Con frecuencia las leyes no sirven para dar respuesta a las cambiantes necesidades sociales o lo hacen de modo menos eficiente que otros instrumentos. Es de general aceptación que las empresas están genéticamente preparadas para resistir la legislación, pero aceptan sin rechistar las demandas que vienen del mercado. Eso no equivale a rechazar la ley donde sea indispensable, pero invita a poner el énfasis en la creación de condiciones que pueden generar la necesaria presión social para producir los comportamientos que se desean.

Algunos ejemplos pueden ayudar: la mayor presión social para que algunas empresas adopten criterios de responsabilidad social corporativa no proviene de las convicciones de sus gestores, sino de las exigencias de los mercados financieros. En múltiples empresas del mundo anglosajón, cuyo capital social está en manos de Fondos de Inversión, el que éstos exijan el cumplimiento de ciertos estándares de comportamiento ético, de transparencia o de buen gobierno corporativo es un argumento mucho más importante para las empresas que compiten por la financiación que cualquier norma regulatoria.

Semejantes prácticas están teniendo ya importantes efectos, algunos de los cuales se han hecho sentir sobre las empresas españolas con mayor presencia en los mercados financieros internacionales. Pero no es menos cierto que la concentración del capital en pocas manos, como ocurre en múltiples empresas españolas pequeñas y medianas, no es el mejor caldo de cultivo para que prosperen semejantes iniciativas.

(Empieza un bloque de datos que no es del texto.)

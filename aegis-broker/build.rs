//! Build script for aegis-broker
//!
//! Captures build identification information at compile time:
//! - Git commit hash (short form)
//! - Build timestamp
//! - Build profile (debug/release)

use std::process::Command;

fn main() {
    // Capture git commit hash (short form, 8 characters)
    let git_hash = Command::new("git")
        .args(["rev-parse", "--short=8", "HEAD"])
        .output()
        .ok()
        .and_then(|output| {
            if output.status.success() {
                String::from_utf8(output.stdout).ok()
            } else {
                None
            }
        })
        .map(|s| s.trim().to_string())
        .unwrap_or_else(|| "unknown".to_string());

    // Build timestamp in ISO 8601 format with local timezone
    let build_timestamp = chrono::Local::now().to_rfc3339_opts(chrono::SecondsFormat::Secs, false);

    let profile = std::env::var("PROFILE").unwrap_or_else(|_| "unknown".to_string());

    println!("cargo:rustc-env=GIT_HASH={}", git_hash);
    println!("cargo:rustc-env=BUILD_TIMESTAMP={}", build_timestamp);
    println!("cargo:rustc-env=BUILD_PROFILE={}", profile);

    // No rerun-if-changed directives: rerun every build so the timestamp
    // and git hash stay current
}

En nuestro país, una institución como la Fundación de Estudios Financieros ha publicado un importante Estudio para la mejora del Gobierno corporativo ( 2003), que fue enviado sin demasiado éxito a los redactores del Informe Aldama para su consideración. Lo relevante de este informe, redactado tras un importante proceso de consulta, es que las propuestas de los expertos -nada desmelenados, por cierto- se sitúan un buen trecho por delante de las ahora consideradas oficiales. Quizá, la causa de tal diferencia de criterios estriba en que los expertos están más convencidos de lo mucho que las empresas y la sociedad pueden esperar de una mejora del Gobierno corporativo y, sin embargo, los intereses empresariales afectados por los eventuales cambios en su actual forma de gobierno no han conocido todavía la presión social derivada de las exigencias de los mercados.

Al igual que se viene haciendo en otros países europeos, una de las misiones del Gobierno es contribuir a crear esa presión social. Mientras eso ocurre, tras el Código Olivencia y el que se deriva de la Comisión Aldama, conoceremos algunos más.